By | November 26th, 2010
Posted in Columns | % Comments


This is a comic book website. Friday Recommendation is a staple article of the website, and one that I strive to make sure is updated on a weekly basis so that you, the reader, can have something to take with you as the “work week” ends.

However, despite this being a comic website, this is a music recommendation. That might seem a tad screwy at first, but the connections are there – lead singer Gerard Way is an avid comic fan and writer of the book Umbrella Academy, and his brother Mikey also write a Scarecrow short story in a DCU Halloween Anthology. On top of that, Danger Days is slated to become a comic book itself (last I saw it was rumored that Becky Cloonan was doing art?), and Grant Morrison has been an active part of the band’s rather lush music videos.

So with that in mind, if you’re looking for a good new CD to grab and listen to on all those drives you’ll be making this weekend, check behind the cut. This is a good one (and you can trust me on this as well – I have a college degree in audio engineering, so I wouldn’t lie to you).

My Chemical Romance is a band that began with incredibly humble beginnings and, with just one catchy enough pop song, moved into the higher tier of “emo acts” in the past decade. Formerly tied with images closer to the goth and Hot Topic sects of your local mall, the band has been rather widely successful both in the critical aspect and the fan aspect. Their last album, the Black Parade, was a huge success, and the band certainly saw massive acclaim to go along with it (even to the point that my father, a 66 year old man who grew up strictly with classical music and the Beatles, adored the record).

However, the band has been musically absent for the past four years. Supposedly working heavily on an album with a stripped back garage band sound, they have instead turned up with Danger Days, a wildly fun album that absolutely screams for you to pay attention and sing along. And to be perfectly honest, this could be the perfect record for them to put out right now.

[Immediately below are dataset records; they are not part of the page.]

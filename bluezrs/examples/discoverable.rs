use bluezrs::{Adapter, Result};

#[tokio::main]
async fn main() -> Result<()> {
    let adapter = Adapter::default_adapter().await?;

    adapter.set_powered(true).await?;
    adapter.set_discoverable_timeout(180).await?;
    adapter.set_discoverable(true).await?;

    println!(
        "Adapter {} discoverable for {} seconds",
        adapter.address().await?,
        adapter.discoverable_timeout().await?
    );

    Ok(())
}
//! The public adapter handle and enumeration functions.

use std::collections::HashMap;
use std::time::Duration;

use futures_timer::Delay;
use log::{debug, warn};
use uuid::Uuid;
use zbus::Connection;
use zvariant::{OwnedObjectPath, OwnedValue};

use crate::Result;
use crate::constants::timeouts;
use crate::core::{discovery, properties};
use crate::models::{AdapterError, AdapterInfo};
use crate::monitoring;
use crate::utils;

/// Lists the hardware addresses of all Bluetooth adapters registered with
/// BlueZ, in registry iteration order.
///
/// # Errors
///
/// Returns `ServiceUnavailable` if the system bus or the BlueZ daemon
/// cannot be reached.
pub async fn list_adapters() -> Result<Vec<String>> {
    let conn = Connection::system()
        .await
        .map_err(AdapterError::ServiceUnavailable)?;
    list_adapters_on(&conn).await
}

/// Like [`list_adapters`], but over an existing D-Bus connection.
pub async fn list_adapters_on(conn: &Connection) -> Result<Vec<String>> {
    discovery::list_adapters(conn).await
}

/// A handle to one local Bluetooth adapter exposed by BlueZ.
///
/// The handle holds the D-Bus connection and the object path resolved at
/// construction; nothing else. Every accessor is a live round-trip to the
/// daemon, so concurrent external changes (another process powering the
/// radio off, say) show up on the next read.
///
/// # Example
///
/// ```no_run
/// use bluezrs::Adapter;
///
/// # async fn example() -> bluezrs::Result<()> {
/// let adapter = Adapter::new("00:AA:01:00:00:23").await?;
/// adapter.set_powered(true).await?;
/// println!("{}", adapter.info().await?);
/// # Ok(())
/// # }
/// ```
#[derive(Debug, Clone)]
pub struct Adapter {
    conn: Connection,
    path: OwnedObjectPath,
    address: String,
}

impl Adapter {
    /// Creates a handle for the adapter with the given hardware address,
    /// connecting to the system bus.
    ///
    /// # Errors
    ///
    /// Returns `InvalidAddress` for a malformed address string,
    /// `ServiceUnavailable` if the bus cannot be reached, and `NotFound`
    /// if no registered adapter carries the address.
    pub async fn new(address: &str) -> Result<Self> {
        let conn = Connection::system()
            .await
            .map_err(AdapterError::ServiceUnavailable)?;
        Self::with_connection(conn, address).await
    }

    /// Like [`Adapter::new`], but over an existing D-Bus connection.
    ///
    /// Passing the connection explicitly keeps the handle testable against
    /// a fake service on a private bus.
    pub async fn with_connection(conn: Connection, address: &str) -> Result<Self> {
        if !utils::is_valid_address(address) {
            return Err(AdapterError::InvalidAddress(address.to_owned()));
        }
        let address = utils::normalize_address(address);
        let path = discovery::find_adapter(&conn, &address).await?;
        debug!("Resolved adapter {address} to {}", path.as_str());
        Ok(Self {
            conn,
            path,
            address,
        })
    }

    /// Creates a handle for the first adapter BlueZ has registered.
    pub async fn default_adapter() -> Result<Self> {
        let conn = Connection::system()
            .await
            .map_err(AdapterError::ServiceUnavailable)?;
        let (path, address) = discovery::first_adapter(&conn).await?;
        debug!("Using default adapter {address} at {}", path.as_str());
        Ok(Self {
            conn,
            path,
            address,
        })
    }

    /// The remote object path this handle resolved to.
    pub fn object_path(&self) -> &OwnedObjectPath {
        &self.path
    }

    /// The hardware address of this adapter.
    pub async fn address(&self) -> Result<String> {
        let adapter = properties::adapter_proxy(&self.conn, &self.path).await?;
        adapter
            .address()
            .await
            .map_err(|e| AdapterError::from_call("Address", e))
    }

    /// The system-assigned adapter name. Read-only; write the alias instead.
    pub async fn name(&self) -> Result<String> {
        let adapter = properties::adapter_proxy(&self.conn, &self.path).await?;
        adapter
            .name()
            .await
            .map_err(|e| AdapterError::from_call("Name", e))
    }

    /// The user-friendly adapter name.
    pub async fn alias(&self) -> Result<String> {
        let adapter = properties::adapter_proxy(&self.conn, &self.path).await?;
        adapter
            .alias()
            .await
            .map_err(|e| AdapterError::from_call("Alias", e))
    }

    /// Sets the adapter alias.
    pub async fn set_alias(&self, value: &str) -> Result<()> {
        let adapter = properties::adapter_proxy(&self.conn, &self.path).await?;
        adapter
            .set_alias(value)
            .await
            .map_err(|e| AdapterError::from_call("Alias", e))
    }

    /// The raw Class of Device bitmask.
    ///
    /// Use [`crate::DeviceClass`] to decode the service and device class
    /// fields.
    pub async fn bt_class(&self) -> Result<u32> {
        let adapter = properties::adapter_proxy(&self.conn, &self.path).await?;
        adapter
            .class()
            .await
            .map_err(|e| AdapterError::from_call("Class", e))
    }

    /// Whether the radio is powered on.
    pub async fn powered(&self) -> Result<bool> {
        let adapter = properties::adapter_proxy(&self.conn, &self.path).await?;
        adapter
            .powered()
            .await
            .map_err(|e| AdapterError::from_call("Powered", e))
    }

    /// Powers the radio on or off.
    pub async fn set_powered(&self, value: bool) -> Result<()> {
        let adapter = properties::adapter_proxy(&self.conn, &self.path).await?;
        adapter
            .set_powered(value)
            .await
            .map_err(|e| AdapterError::from_call("Powered", e))
    }

    /// Whether the adapter is visible to nearby devices.
    pub async fn discoverable(&self) -> Result<bool> {
        let adapter = properties::adapter_proxy(&self.conn, &self.path).await?;
        adapter
            .discoverable()
            .await
            .map_err(|e| AdapterError::from_call("Discoverable", e))
    }

    /// Makes the adapter visible or invisible to nearby devices.
    pub async fn set_discoverable(&self, value: bool) -> Result<()> {
        let adapter = properties::adapter_proxy(&self.conn, &self.path).await?;
        adapter
            .set_discoverable(value)
            .await
            .map_err(|e| AdapterError::from_call("Discoverable", e))
    }

    /// Seconds the adapter stays discoverable; 0 means forever.
    pub async fn discoverable_timeout(&self) -> Result<u32> {
        let adapter = properties::adapter_proxy(&self.conn, &self.path).await?;
        adapter
            .discoverable_timeout()
            .await
            .map_err(|e| AdapterError::from_call("DiscoverableTimeout", e))
    }

    /// Sets the discoverable timeout in seconds.
    ///
    /// No local range check; BlueZ rejects values it will not accept and
    /// that surfaces as the `Rejected` error kind.
    pub async fn set_discoverable_timeout(&self, value: u32) -> Result<()> {
        let adapter = properties::adapter_proxy(&self.conn, &self.path).await?;
        adapter
            .set_discoverable_timeout(value)
            .await
            .map_err(|e| AdapterError::from_call("DiscoverableTimeout", e))
    }

    /// Whether the adapter accepts incoming pairing requests.
    pub async fn pairable(&self) -> Result<bool> {
        let adapter = properties::adapter_proxy(&self.conn, &self.path).await?;
        adapter
            .pairable()
            .await
            .map_err(|e| AdapterError::from_call("Pairable", e))
    }

    /// Sets the pairable state.
    pub async fn set_pairable(&self, value: bool) -> Result<()> {
        let adapter = properties::adapter_proxy(&self.conn, &self.path).await?;
        adapter
            .set_pairable(value)
            .await
            .map_err(|e| AdapterError::from_call("Pairable", e))
    }

    /// Seconds the adapter stays pairable; 0 means forever.
    pub async fn pairable_timeout(&self) -> Result<u32> {
        let adapter = properties::adapter_proxy(&self.conn, &self.path).await?;
        adapter
            .pairable_timeout()
            .await
            .map_err(|e| AdapterError::from_call("PairableTimeout", e))
    }

    /// Sets the pairable timeout in seconds.
    pub async fn set_pairable_timeout(&self, value: u32) -> Result<()> {
        let adapter = properties::adapter_proxy(&self.conn, &self.path).await?;
        adapter
            .set_pairable_timeout(value)
            .await
            .map_err(|e| AdapterError::from_call("PairableTimeout", e))
    }

    /// Whether a discovery scan is currently active on this adapter.
    ///
    /// Read-only; the scan state machine belongs to the daemon and is
    /// observed passively.
    pub async fn discovering(&self) -> Result<bool> {
        let adapter = properties::adapter_proxy(&self.conn, &self.path).await?;
        adapter
            .discovering()
            .await
            .map_err(|e| AdapterError::from_call("Discovering", e))
    }

    /// Service UUIDs supported by the local adapter.
    ///
    /// Entries BlueZ reports that do not parse as UUIDs are skipped with a
    /// warning.
    pub async fn uuids(&self) -> Result<Vec<Uuid>> {
        let adapter = properties::adapter_proxy(&self.conn, &self.path).await?;
        let raw = adapter
            .uuids()
            .await
            .map_err(|e| AdapterError::from_call("UUIDs", e))?;
        Ok(raw
            .iter()
            .filter_map(|s| match Uuid::parse_str(s) {
                Ok(uuid) => Some(uuid),
                Err(e) => {
                    warn!("Skipping unparseable service UUID '{s}': {e}");
                    None
                }
            })
            .collect())
    }

    /// Fetches every property the adapter object currently exposes in one
    /// round-trip.
    ///
    /// The result is a superset of the named accessors and may include
    /// service-defined keys such as `UUIDs` or `Modalias`.
    pub async fn get_all(&self) -> Result<HashMap<String, OwnedValue>> {
        properties::get_all(&self.conn, &self.path).await
    }

    /// A decoded snapshot of the adapter's property set, from one
    /// [`Adapter::get_all`] round-trip.
    pub async fn info(&self) -> Result<AdapterInfo> {
        Ok(AdapterInfo::from_properties(&self.get_all().await?))
    }

    /// Starts a device discovery scan.
    pub async fn start_discovery(&self) -> Result<()> {
        let adapter = properties::adapter_proxy(&self.conn, &self.path).await?;
        adapter
            .start_discovery()
            .await
            .map_err(|e| AdapterError::from_call("StartDiscovery", e))
    }

    /// Stops the discovery scan started by this client.
    pub async fn stop_discovery(&self) -> Result<()> {
        let adapter = properties::adapter_proxy(&self.conn, &self.path).await?;
        adapter
            .stop_discovery()
            .await
            .map_err(|e| AdapterError::from_call("StopDiscovery", e))
    }

    /// Runs a discovery scan for the given window, then stops it.
    pub async fn discover_nearby(&self, window: Duration) -> Result<()> {
        self.start_discovery().await?;
        debug!(
            "Discovery running for {:?} on {}",
            window,
            self.address
        );
        Delay::new(window).await;
        self.stop_discovery().await
    }

    /// Runs a discovery scan for the default window.
    pub async fn nearby_discovery(&self) -> Result<()> {
        self.discover_nearby(timeouts::discovery_window()).await
    }

    /// Invokes `callback` with each new value of the `Powered` property.
    ///
    /// Subscribes to BlueZ's `PropertiesChanged` signal instead of polling.
    /// Runs until an error occurs; spawn it in a background task.
    pub async fn monitor_powered<F>(&self, callback: F) -> Result<()>
    where
        F: Fn(bool),
    {
        monitoring::adapter::watch_powered(&self.conn, &self.path, callback).await
    }

    /// Invokes `callback` with each new value of the `Discovering` property.
    ///
    /// Same contract as [`Adapter::monitor_powered`].
    pub async fn monitor_discovering<F>(&self, callback: F) -> Result<()>
    where
        F: Fn(bool),
    {
        monitoring::adapter::watch_discovering(&self.conn, &self.path, callback).await
    }
}
use std::time::Duration;

use bluezrs::{Adapter, Result};

#[tokio::main]
async fn main() -> Result<()> {
    let adapter = Adapter::default_adapter().await?;
    adapter.set_powered(true).await?;

    // Print scan state transitions while the window runs
    let watcher = {
        let adapter = adapter.clone();
        tokio::spawn(async move {
            let _ = adapter
                .monitor_discovering(|active| println!("discovering: {active}"))
                .await;
        })
    };

    println!("Scanning for 10 seconds...");
    adapter.discover_nearby(Duration::from_secs(10)).await?;

    watcher.abort();
    Ok(())
}
//! Per-call proxy construction and bulk property fetch.
//!
//! Proxies are built fresh for each accessor call with property caching
//! disabled, so every read is a live round-trip to BlueZ and no stale
//! state is held between calls.

use std::collections::HashMap;

use zbus::Connection;
use zbus::proxy::CacheProperties;
use zvariant::{OwnedObjectPath, OwnedValue};

use crate::Result;
use crate::constants::bluez;
use crate::models::AdapterError;
use crate::proxies::{BluezAdapterProxy, BluezPropertiesProxy};

/// Builds an uncached adapter proxy for the given object path.
pub(crate) async fn adapter_proxy(
    conn: &Connection,
    path: &OwnedObjectPath,
) -> Result<BluezAdapterProxy<'static>> {
    Ok(BluezAdapterProxy::builder(conn)
        .path(path.clone())?
        .cache_properties(CacheProperties::No)
        .build()
        .await?)
}

/// Fetches every property the adapter object currently exposes.
pub(crate) async fn get_all(
    conn: &Connection,
    path: &OwnedObjectPath,
) -> Result<HashMap<String, OwnedValue>> {
    let props = BluezPropertiesProxy::builder(conn)
        .path(path.clone())?
        .build()
        .await?;
    props
        .get_all(bluez::ADAPTER_IFACE)
        .await
        .map_err(|e| AdapterError::from_call("GetAll", e))
}
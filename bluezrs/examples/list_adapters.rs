use bluezrs::Result;

#[tokio::main]
async fn main() -> Result<()> {
    let adapters = bluezrs::list_adapters().await?;

    if adapters.is_empty() {
        println!("No Bluetooth adapters registered");
        return Ok(());
    }

    for address in adapters {
        println!("{address}");
    }

    Ok(())
}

A trend I’ve noticed with bands that were popular when I was in high school is excessive regression. Bands that have broken up or gone on hiatus have reunited to play their old songs ad naseum to fans that could care less about their new music, if only because the bands have pretty much worn themselves out. Even the bands that haven’t done so and keep pushing on have been putting out miss after miss in my book, and it’s safe to say that out of every band I ever listened to in high school and my “wild” and “rebellious” years of the teenage wasteland, there are very few that I would ever bother to even pick up a new album of.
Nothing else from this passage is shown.